After several years of this work he had a collection of reliable drug phenomena so large and comprehensive that he felt he could complete the induction and independently and authoritatively formulate the general principle which he had so long been working to establish.

This is Hahnemann’s chief contribution to science. He was the first to make a comprehensive induction of medical facts, deduce therefrom the general law of therapeutic medication and establish healing by medication upon a sound basis.

Thus we see that although Hahnemann’s primary conception was one of those rare flashes of insight or intuition vouchsafed only to transcendent genius, it was subsequently developed by logical reasoning and confirmed by a series of elaborate experiments extending over a period of many years, before it was published to the world.

When the relation of these facts to the practice of homoeopathy is perceived it is evident that in logic the homoeopathic physician has, or may have the means not only of conducting his daily work with ease and facility, but of solving his most difficult and important problems; *for the logical process by which homoeopathy was worked out and built up is applicable in every concrete case a homoeopathic physician is called upon to treat, The principles are the same with each case. The examination of a patient or a prover; the analysis of the mass of symptoms derived from such an examination; the classification of symptoms for any purpose; the selection of the remedy and the diagnosis of the disease are all properly conducted under the rules and by the methods of applied logic.

Stuart Close
Stuart M. Close (1860-1929)
Dr. Close was born November 24, 1860 and came to study homeopathy after the death of his father in 1879. His mother remarried a homoeopathic physician who turned Close's interests from law to medicine.

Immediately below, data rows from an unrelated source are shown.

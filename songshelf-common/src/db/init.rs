//! Database initialization
//!
//! Creates the database file on first run, applies connection pragmas
//! (foreign keys, WAL, busy timeout) to every pooled connection and creates
//! all tables idempotently.

use crate::Result;
use sqlx::sqlite::{SqliteConnectOptions, SqliteJournalMode, SqlitePoolOptions};
use sqlx::SqlitePool;
use std::path::Path;
use std::str::FromStr;
use std::time::Duration;
use tracing::{info, warn};

/// Default page size for entry listings
pub const DEFAULT_PAGE_SIZE: i64 = 10;

/// Upper bound for a requested page size
pub const MAX_PAGE_SIZE: i64 = 100;

/// Initialize database connection and create tables if needed
pub async fn init_database(db_path: &Path) -> Result<SqlitePool> {
    let newly_created = !db_path.exists();

    // Create parent directory if it doesn't exist
    if let Some(parent) = db_path.parent() {
        std::fs::create_dir_all(parent)?;
    }

    let options = SqliteConnectOptions::new()
        .filename(db_path)
        .create_if_missing(true)
        .foreign_keys(true)
        .journal_mode(SqliteJournalMode::Wal)
        .busy_timeout(Duration::from_millis(5000));

    let pool = SqlitePoolOptions::new()
        .max_connections(20)
        .min_connections(1)
        .connect_with(options)
        .await?;

    if newly_created {
        info!("Initialized new database: {}", db_path.display());
    } else {
        info!("Opened existing database: {}", db_path.display());
    }

    init_schema(&pool).await?;

    Ok(pool)
}

/// Open a private in-memory database with the full schema
///
/// Uses a single connection that is never recycled, since every SQLite
/// `:memory:` connection is a separate database.
pub async fn open_in_memory() -> Result<SqlitePool> {
    let options = SqliteConnectOptions::from_str("sqlite::memory:")?.foreign_keys(true);

    let pool = SqlitePoolOptions::new()
        .max_connections(1)
        .idle_timeout(None)
        .max_lifetime(None)
        .connect_with(options)
        .await?;

    init_schema(&pool).await?;

    Ok(pool)
}

/// Create all tables and default settings (idempotent)
pub async fn init_schema(pool: &SqlitePool) -> Result<()> {
    create_users_table(pool).await?;
    create_settings_table(pool).await?;

    // Entry tables
    create_songs_table(pool).await?;
    create_posts_table(pool).await?;

    // Attribute tables
    create_attribute_table(pool, "tags", "", "").await?;
    create_attribute_table(pool, "artists", "image TEXT,", "").await?;
    create_attribute_table(
        pool,
        "usages",
        "",
        ", CHECK (name_key IN ('commercial', 'non-commercial', 'commercial-official', 'non-commercial-official'))",
    )
    .await?;

    // Linking tables
    create_join_table(pool, "tag_songs", "tag_id", "tags", "song_id", "songs").await?;
    create_join_table(pool, "artist_songs", "artist_id", "artists", "song_id", "songs").await?;
    create_join_table(pool, "usage_songs", "usage_id", "usages", "song_id", "songs").await?;
    create_join_table(pool, "tag_posts", "tag_id", "tags", "post_id", "posts").await?;

    init_default_settings(pool).await?;

    Ok(())
}

async fn create_users_table(pool: &SqlitePool) -> Result<()> {
    sqlx::query(
        r#"
        CREATE TABLE IF NOT EXISTS users (
            guid TEXT PRIMARY KEY,
            name TEXT NOT NULL,
            username TEXT NOT NULL UNIQUE,
            image TEXT,
            created_at TIMESTAMP NOT NULL DEFAULT CURRENT_TIMESTAMP
        )
        "#,
    )
    .execute(pool)
    .await?;

    Ok(())
}

/// Create the settings table
///
/// Stores application configuration key-value pairs.
pub async fn create_settings_table(pool: &SqlitePool) -> Result<()> {
    sqlx::query(
        r#"
        CREATE TABLE IF NOT EXISTS settings (
            key TEXT PRIMARY KEY,
            value TEXT,
            updated_at TIMESTAMP NOT NULL DEFAULT CURRENT_TIMESTAMP
        )
        "#,
    )
    .execute(pool)
    .await?;

    Ok(())
}

async fn create_songs_table(pool: &SqlitePool) -> Result<()> {
    sqlx::query(
        r#"
        CREATE TABLE IF NOT EXISTS songs (
            guid TEXT PRIMARY KEY,
            title TEXT NOT NULL,
            notes TEXT NOT NULL,
            search_key TEXT NOT NULL DEFAULT '',
            author_id TEXT NOT NULL REFERENCES users(guid),
            tags TEXT NOT NULL DEFAULT '[]',
            artists TEXT NOT NULL DEFAULT '[]',
            usage TEXT NOT NULL DEFAULT '[]',
            views INTEGER NOT NULL DEFAULT 0,
            upvotes INTEGER NOT NULL DEFAULT 0,
            downvotes INTEGER NOT NULL DEFAULT 0,
            comments INTEGER NOT NULL DEFAULT 0,
            created_at TEXT NOT NULL,
            updated_at TEXT NOT NULL
        )
        "#,
    )
    .execute(pool)
    .await?;

    sqlx::query("CREATE INDEX IF NOT EXISTS idx_songs_created_at ON songs(created_at)")
        .execute(pool)
        .await?;

    Ok(())
}

async fn create_posts_table(pool: &SqlitePool) -> Result<()> {
    sqlx::query(
        r#"
        CREATE TABLE IF NOT EXISTS posts (
            guid TEXT PRIMARY KEY,
            title TEXT NOT NULL,
            content TEXT NOT NULL,
            search_key TEXT NOT NULL DEFAULT '',
            author_id TEXT NOT NULL REFERENCES users(guid),
            tags TEXT NOT NULL DEFAULT '[]',
            views INTEGER NOT NULL DEFAULT 0,
            upvotes INTEGER NOT NULL DEFAULT 0,
            downvotes INTEGER NOT NULL DEFAULT 0,
            comments INTEGER NOT NULL DEFAULT 0,
            created_at TEXT NOT NULL,
            updated_at TEXT NOT NULL
        )
        "#,
    )
    .execute(pool)
    .await?;

    sqlx::query("CREATE INDEX IF NOT EXISTS idx_posts_created_at ON posts(created_at)")
        .execute(pool)
        .await?;

    Ok(())
}

/// Attribute tables share one shape: display name, unique normalized key and
/// one reference counter per entry kind.
async fn create_attribute_table(
    pool: &SqlitePool,
    table: &str,
    extra_columns: &str,
    constraints: &str,
) -> Result<()> {
    let sql = format!(
        r#"
        CREATE TABLE IF NOT EXISTS {table} (
            guid TEXT PRIMARY KEY,
            name TEXT NOT NULL,
            name_key TEXT NOT NULL UNIQUE,
            songs INTEGER NOT NULL DEFAULT 0,
            posts INTEGER NOT NULL DEFAULT 0,
            {extra_columns}
            created_at TIMESTAMP NOT NULL DEFAULT CURRENT_TIMESTAMP,
            updated_at TIMESTAMP NOT NULL DEFAULT CURRENT_TIMESTAMP
            {constraints}
        )
        "#
    );

    sqlx::query(&sql).execute(pool).await?;

    Ok(())
}

async fn create_join_table(
    pool: &SqlitePool,
    table: &str,
    attribute_column: &str,
    attribute_table: &str,
    entry_column: &str,
    entry_table: &str,
) -> Result<()> {
    let sql = format!(
        r#"
        CREATE TABLE IF NOT EXISTS {table} (
            {attribute_column} TEXT NOT NULL REFERENCES {attribute_table}(guid),
            {entry_column} TEXT NOT NULL REFERENCES {entry_table}(guid),
            created_at TIMESTAMP NOT NULL DEFAULT CURRENT_TIMESTAMP,
            PRIMARY KEY ({attribute_column}, {entry_column})
        )
        "#
    );
    sqlx::query(&sql).execute(pool).await?;

    let index = format!(
        "CREATE INDEX IF NOT EXISTS idx_{table}_{entry_column} ON {table}({entry_column})"
    );
    sqlx::query(&index).execute(pool).await?;

    Ok(())
}

/// Initialize or update default settings
async fn init_default_settings(pool: &SqlitePool) -> Result<()> {
    ensure_setting(pool, "default_page_size", &DEFAULT_PAGE_SIZE.to_string()).await?;
    ensure_setting(pool, "max_page_size", &MAX_PAGE_SIZE.to_string()).await?;

    Ok(())
}

/// Ensure a setting exists with the specified default value
///
/// If the setting doesn't exist, it will be created with the default.
/// If the setting exists but has a NULL value, it will be reset to the default.
async fn ensure_setting(pool: &SqlitePool, key: &str, default_value: &str) -> Result<()> {
    let value: Option<Option<String>> =
        sqlx::query_scalar("SELECT value FROM settings WHERE key = ?")
            .bind(key)
            .fetch_optional(pool)
            .await?;

    match value {
        None => {
            // INSERT OR IGNORE handles concurrent initialization
            sqlx::query("INSERT OR IGNORE INTO settings (key, value) VALUES (?, ?)")
                .bind(key)
                .bind(default_value)
                .execute(pool)
                .await?;

            info!("Initialized setting '{}' with default value: {}", key, default_value);
        }
        Some(None) => {
            sqlx::query("UPDATE settings SET value = ?, updated_at = CURRENT_TIMESTAMP WHERE key = ?")
                .bind(default_value)
                .bind(key)
                .execute(pool)
                .await?;

            warn!("Setting '{}' was NULL, reset to default: {}", key, default_value);
        }
        Some(Some(_)) => {}
    }

    Ok(())
}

His stepfather helped him study the Organon and he attended medical school in California for two years. Finishing his studies at New York Homeopathic College he graduated in 1885. Completing his homeopathic education. Close preceptored with B. Fincke and P. P. Wells.

Setting up practice in Brooklyn, Dr. Close went on to found the Brooklyn Homoeopathic Union in 1897. This group devoted itself to the study of pure Hahnemannian homeopathy.

In 1905 Dr. Close was elected president of the International Hahnemannian Association. He was also the editor of the Department of Homeopathic Philosophy for the Homeopathic Recorder. Dr. Close taught homeopathic philosophy at New York Homeopathic Medical College from 1909-1913.

Dr. Close's lectures at New York Homeopathic were first published in the Homeopathic Recorder and later formed the basis for his masterpiece on homeopathic philosophy, The Genius of Homeopathy.

Dr. Close passed away on June 26, 1929 after a full and productive career in homeopathy.